A challenging and still open research topic is investigating the combined data-driven and model-based, as well as learning-based, controller designs that consider trade offs between implementation simplicity and precision and also consider computational complexity [11]. In addition, controller designs are needed that overcome challenges such as wind disturbances, normal speed, and full pose manipulation. For implementation and testing of real-life scenarios, it is important to consider simplified assumptions, particularly when dealing with unknown values of a subset of system parameters. Regarding autonomy, onboard maps for navigating in unknown environments incur significant computational costs, yet they remains essential to facilitate adaptation capabilities when it comes to external disturbances.
Prototypes found in the literature introduce quadrotors as the primary UAV platform for aerial manipulation, as quadrotors offer hardware simplicity. Nevertheless, when dealing with construction tasks that demand high autonomy, payload capacity, and increased flight time, their applicability is limited. Hyper-redundant dual arms are desirable but rarely used; they offer benefits like enhanced lifting capabilities and the ability to perform complex tasks within a larger workspace. However, such redundancy has challenges due to added weights, potentially impacting autonomy.
Although indoor and outdoor experiments do exist, most experiments still rely on external motion capture systems, prompting the need for future advances in perception and on-board processing. Safety is a notable constraint, frequently disregarded in the existing literature. While effective obstacle avoidance in unknown environments has been showcased, the realm of cooperative aerial manipulation presents additional complexities, especially regarding potential human interaction. This underscores the importance of cautious consideration in future endeavors.
In conclusion, the published literature reveals that despite notable progress in recent times, the development of a fully operational cooperative aerial manipulation system that is simultaneously safe, responsive, accurate, and capable of autonomous navigation solely through on-board visual sensors and local communication links (between neighbor robots) remains a challenge. The system requirements delineate a highly promising yet formidable research domain within aerial robotics. A plethora of complex research challenges persists, necessitating resolution before such systems can achieve practical relevance and deployment in real-world scenarios, especially those demanding hard real-time capabilities.

Author Contributions

All authors contributed to the study conception and design. Material preparation, data collection, and analysis were performed by S.C.B., C.S.T. and K.P.V. The first draft of the manuscript was written by S.C.B., and all authors commented on previous versions of the manuscript. All authors have read and agreed to the published version of the manuscript.

Funding

The work in this paper has been supported by Special Account for Research Funding (E.L.K.E.) of National Technical University of Athens (N.T.U.A.).

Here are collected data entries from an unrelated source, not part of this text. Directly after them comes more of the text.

//! Integration tests: build real `.docx` packages in a temp dir and run the
//! whole pipeline on them.
//!
//! The LLM is replaced by a deterministic [`Completer`] that answers from
//! the prompt text, so these tests need no network and no API key.

use async_trait::async_trait;
use prospectus_split::{
    inspect, process, process_to_file, Block, Cell, Completer, ItemError, LlmError, SplitConfig, SplitError,
    TargetTable,
};
use regex::Regex;
use std::fs::File;
use std::io::Write;
use std::path::{Path, PathBuf};
use std::sync::atomic::{AtomicUsize, Ordering};
use std::sync::Arc;
use zip::write::SimpleFileOptions;
use zip::ZipWriter;

// ── Package helpers ──────────────────────────────────────────────────────────

const W_NS: &str = "http://schemas.openxmlformats.org/wordprocessingml/2006/main";

fn p(text: &str) -> String {
    format!(r#"<w:p><w:r><w:t xml:space="preserve">{text}</w:t></w:r></w:p>"#)
}

fn p_styled(style: &str, text: &str) -> String {
    format!(r#"<w:p><w:pPr><w:pStyle w:val="{style}"/></w:pPr><w:r><w:t>{text}</w:t></w:r></w:p>"#)
}

fn tbl(rows: &[&[&str]]) -> String {
    let rows: String = rows
        .iter()
        .map(|row| {
            let cells: String = row
                .iter()
                .map(|c| format!("<w:tc><w:p><w:r><w:t>{c}</w:t></w:r></w:p></w:tc>"))
                .collect();
            format!("<w:tr>{cells}</w:tr>")
        })
        .collect();
    format!("<w:tbl>{rows}</w:tbl>")
}

fn write_docx(dir: &Path, name: &str, body: &[String], styles: Option<&str>) -> PathBuf {
    let path = dir.join(name);
    let mut zip = ZipWriter::new(File::create(&path).unwrap());
    zip.start_file("word/document.xml", SimpleFileOptions::default())
        .unwrap();
    write!(
        zip,
        r#"<?xml version="1.0" encoding="UTF-8" standalone="yes"?><w:document xmlns:w="{W_NS}"><w:body>{}</w:body></w:document>"#,
        body.concat()
    )
    .unwrap();
    if let Some(styles) = styles {
        zip.start_file("word/styles.xml", SimpleFileOptions::default())
            .unwrap();
        write!(zip, r#"<w:styles xmlns:w="{W_NS}">{styles}</w:styles>"#).unwrap();
    }
    zip.finish().unwrap();
    path
}

fn offline() -> SplitConfig {
    SplitConfig::builder()
        .llm_title_fallback(false)
        .extract_tables(false)
        .build()
        .unwrap()
}

// ── Scripted model ───────────────────────────────────────────────────────────

/// Answers heading questions with "no", types tables by their caption and
/// picks the first candidate id offered for a target.
#[derive(Default)]
struct CaptionModel {
    calls: AtomicUsize,
}

#[async_trait]
impl Completer for CaptionModel {
    async fn complete(&self, prompt: &str) -> Result<String, LlmError> {
        self.calls.fetch_add(1, Ordering::SeqCst);
        if prompt.contains("【目标表】") {
            let re = Regex::new(r#""id":"([0-9a-f\-]{36})""#).unwrap();
            return match re.captures(prompt) {
                Some(c) => Ok(format!(r#"{{"id": "{}"}}"#, &c[1])),
                None => Ok(r#"{"id": "0"}"#.to_string()),
            };
        }
        if prompt.contains("【表格内容】") {
            let table_type = if prompt.contains("合并资产负债表") {
                "资产负债表"
            } else if prompt.contains("合并现金流量表") {
                "现金流"
            } else {
                "其他表"
            };
            return Ok(format!(
                r#"{{"表格类型": "{table_type}", "所属章节": "", "表格标题": "", "表头": [], "关键词": [], "时间序列": []}}"#
            ));
        }
        Ok(r#"{"结果": "否"}"#.to_string())
    }
}

// ── Tests ────────────────────────────────────────────────────────────────────

#[tokio::test]
async fn table_stays_with_the_section_it_sits_in() {
    let dir = tempfile::tempdir().unwrap();
    let path = write_docx(
        dir.path(),
        "small.docx",
        &[
            p("第一节 概况"),
            tbl(&[&["项目", "金额"], &["资产总计", "100"]]),
            p("第二节 结论"),
        ],
        None,
    );

    let out = process(path.to_str().unwrap(), &offline()).await.unwrap();

    // Inner spaces are dropped when paragraph text is read. Chapters the
    // styles don't mark sit under the front-matter root.
    assert_eq!(
        out.sections.paths().collect::<Vec<_>>(),
        vec!["募集信息-第一节概况", "募集信息-第二节结论"]
    );
    let in_first: Vec<_> = out.contexts_under("第一节概况").collect();
    assert_eq!(in_first.len(), 1);
    assert_eq!(in_first[0].data[1], vec!["资产总计".to_string(), "100".to_string()]);
    assert_eq!(out.contexts_under("第二节结论").count(), 0);

    let conclusion = out.sections.get("募集信息-第二节结论").unwrap();
    assert!(conclusion.iter().all(|item| matches!(item.block, Block::Text(_))));
    let overview = out.sections.get("募集信息-第一节概况").unwrap();
    assert!(overview.iter().any(|item| matches!(item.block, Block::Table(_))));
}

#[tokio::test]
async fn toc_lines_and_labelled_fields_are_not_headings() {
    let dir = tempfile::tempdir().unwrap();
    let path = write_docx(
        dir.path(),
        "titles.docx",
        &[
            p("第二节 发行人基本情况....12"),
            p("第一节 重大事项提示"),
            p("1、本次发行的批准情况："),
            p("本次发行经董事会审议通过。"),
        ],
        None,
    );

    let out = process(path.to_str().unwrap(), &offline()).await.unwrap();
    let titles: Vec<_> = out.titles.iter().map(|t| (t.content.as_str(), t.is_first_level)).collect();
    assert_eq!(titles, vec![("第一节重大事项提示", true)]);
}

#[tokio::test]
async fn style_outline_and_detected_titles_nest() {
    let styles = r#"
        <w:style w:type="paragraph" w:styleId="Heading1"><w:pPr><w:outlineLvl w:val="0"/></w:pPr></w:style>
        <w:style w:type="paragraph" w:styleId="Heading2"><w:basedOn w:val="Body"/><w:pPr><w:outlineLvl w:val="1"/></w:pPr></w:style>
        <w:style w:type="paragraph" w:styleId="Body"/>
    "#;
    let dir = tempfile::tempdir().unwrap();
    let path = write_docx(
        dir.path(),
        "styled.docx",
        &[
            p("声明"),
            p("本公司全体董事承诺募集说明书不存在虚假记载。"),
            p_styled("Heading1", "第三节 发行人基本情况"),
            p_styled("Heading2", "一、发行人概况"),
            p("（一）基本信息"),
            p("发行人成立于2001年。"),
        ],
        Some(styles),
    );

    let out = process(path.to_str().unwrap(), &offline()).await.unwrap();
    let paths: Vec<_> = out.breadcrumbs.iter().map(|b| b.path.as_str()).collect();
    assert!(paths.contains(&"第三节发行人基本情况-一、发行人概况-（一）基本信息"), "{paths:?}");
    for crumb in &out.breadcrumbs {
        assert!(
            crumb.chain_levels.windows(2).all(|w| w[0] < w[1]),
            "chain not increasing: {crumb:?}"
        );
    }
    assert_eq!(
        out.sections.text("第三节发行人基本情况-一、发行人概况-（一）基本信息").as_deref(),
        Some("（一）基本信息\n发行人成立于2001年。")
    );
}

fn financial_body() -> Vec<String> {
    vec![
        p("声明"),
        p("第五节 财务会计信息"),
        p("一、合并资产负债表"),
        p("发行人近两年末合并资产负债表"),
        p("单位：万元"),
        tbl(&[
            &["项目", "2023年末", "2022年末"],
            &["货币资金", "50,000.00", "40,000.00"],
            &["负债合计", "300,000.00", "280,000.00"],
        ]),
        p("二、合并现金流量表"),
        p("发行人近三年合并现金流量表"),
        p("单位：万元"),
        tbl(&[
            &["项目", "2024年1-6月", "2023年度", "2022年度"],
            &["经营活动产生的现金流量净额", "10,000.00", "20,000.00", "(5,000.00)"],
        ]),
        p("三、股东情况"),
        p("发行人前五大股东情况如下："),
        tbl(&[&["股东", "持股比例"], &["某国资公司", "100%"]]),
    ]
}

#[tokio::test]
async fn statements_are_selected_and_normalized() {
    let dir = tempfile::tempdir().unwrap();
    let path = write_docx(dir.path(), "financial.docx", &financial_body(), None);
    let model = Arc::new(CaptionModel::default());
    let config = SplitConfig::builder()
        .completer(model.clone())
        .targets(vec![TargetTable::BalanceSheet, TargetTable::CashFlow, TargetTable::IncomeStatement])
        .build()
        .unwrap();

    let out = process(path.to_str().unwrap(), &config).await.unwrap();

    assert!(out.failures.is_empty(), "{:?}", out.failures);
    assert_eq!(out.stats.table_contexts, 3);
    assert_eq!(out.stats.candidate_tables, 2);
    assert_eq!(out.matches.len(), 2);

    let bs = out.table_data.get("资产负债表").unwrap();
    assert_eq!(bs.menu, "一、合并资产负债表");
    assert_eq!(bs.unit.as_deref(), Some("亿"));
    assert_eq!(bs.date.as_deref(), Some("202312"));
    assert_eq!(bs.data[1], vec![Cell::from("货币资金"), Cell::Number(5.0)]);
    assert!(out.table_data.get("资产负债表-募集").is_some());
    assert_eq!(out.table_data.liability_total_at("202312"), Some(30.0));
    assert_eq!(out.table_data.liability_total_at("202212"), Some(28.0));

    let cf = out.table_data.get("现金流").unwrap();
    assert_eq!(cf.date.as_deref(), Some("202406"));
    assert_eq!(
        cf.data[1],
        vec![
            Cell::from("经营活动产生的现金流量净额"),
            Cell::Number(1.0),
            Cell::Number(2.0),
            Cell::Number(-0.5),
        ]
    );
    assert!(out.table_data.get("利润表").is_none());
    assert!(!out.table_data.statements_withheld);

    // Two captions go to the heading fallback, then two descriptions and
    // two arbitrations; the income statement has no candidate.
    assert_eq!(model.calls.load(Ordering::SeqCst), 6);
    assert_eq!(out.stats.llm_calls, 6);
}

#[tokio::test]
async fn payload_is_written_as_json() {
    let dir = tempfile::tempdir().unwrap();
    let input = write_docx(dir.path(), "financial.docx", &financial_body(), None);
    let output = dir.path().join("out/financial.json");
    let config = SplitConfig::builder()
        .completer(Arc::new(CaptionModel::default()))
        .targets(vec![TargetTable::BalanceSheet])
        .build()
        .unwrap();

    let stats = process_to_file(input.to_str().unwrap(), &output, &config).await.unwrap();
    assert_eq!(stats.targets_resolved, 1);

    let json: serde_json::Value = serde_json::from_str(&std::fs::read_to_string(&output).unwrap()).unwrap();
    assert!(json["sections"].get("募集信息-一、合并资产负债表").is_some());
    assert_eq!(json["table_data"]["tables"]["资产负债表"]["unit"], "亿");
    assert!(!output.with_extension("json.tmp").exists());
}

#[tokio::test]
async fn inspect_needs_no_model() {
    let dir = tempfile::tempdir().unwrap();
    let path = write_docx(dir.path(), "financial.docx", &financial_body(), None);
    let summary = inspect(path.to_str().unwrap()).await.unwrap();
    assert_eq!(summary.tables, 3);
    assert_eq!(summary.first_level_titles, vec!["声明", "第五节财务会计信息"]);
}

#[tokio::test]
async fn unusable_inputs_are_fatal() {
    let dir = tempfile::tempdir().unwrap();

    let legacy = dir.path().join("old.doc");
    std::fs::write(&legacy, [0xD0, 0xCF, 0x11, 0xE0, 0xA1, 0xB1, 0x1A, 0xE1]).unwrap();
    let err = process(legacy.to_str().unwrap(), &offline()).await.unwrap_err();
    assert!(matches!(err, SplitError::LegacyDoc { .. }));

    let not_word = dir.path().join("empty.docx");
    let mut zip = ZipWriter::new(File::create(&not_word).unwrap());
    zip.start_file("readme.txt", SimpleFileOptions::default()).unwrap();
    zip.write_all(b"hello").unwrap();
    zip.finish().unwrap();
    let err = process(not_word.to_str().unwrap(), &offline()).await.unwrap_err();
    assert!(matches!(err, SplitError::MissingPart { .. }));
}

#[tokio::test]
async fn heading_fallback_errors_degrade_to_body_text() {
    struct Down;

    #[async_trait]
    impl Completer for Down {
        async fn complete(&self, _prompt: &str) -> Result<String, LlmError> {
            Err(LlmError::Api {
                message: "503 Service Unavailable".into(),
            })
        }
    }

    let dir = tempfile::tempdir().unwrap();
    let path = write_docx(
        dir.path(),
        "down.docx",
        &[p("第一节 概况"), p("发行人主要财务数据"), p("第二节 结论")],
        None,
    );
    let config = SplitConfig::builder()
        .completer(Arc::new(Down))
        .extract_tables(false)
        .build()
        .unwrap();

    let out = process(path.to_str().unwrap(), &config).await.unwrap();
    assert_eq!(out.titles.len(), 2);
    assert!(matches!(
        out.failures.as_slice(),
        [ItemError::TitleClassificationFailed { paragraph: 1, .. }]
    ));
    assert_eq!(out.stats.llm_failures, 1);
}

Data Availability Statement

Not applicable.

Acknowledgments

This article showcases the extended version of our previously published work “Real-Time Applicable Cooperative Aerial Manipulation: A Survey” (https://ieeexplore.ieee.org/document/10155960, accessed on 26 June 2023) which was presented at the 2023 International Conference on Unmanned Aircraft Systems (ICUAS).

Conflicts of Interest

The authors declare no conflicts of interest.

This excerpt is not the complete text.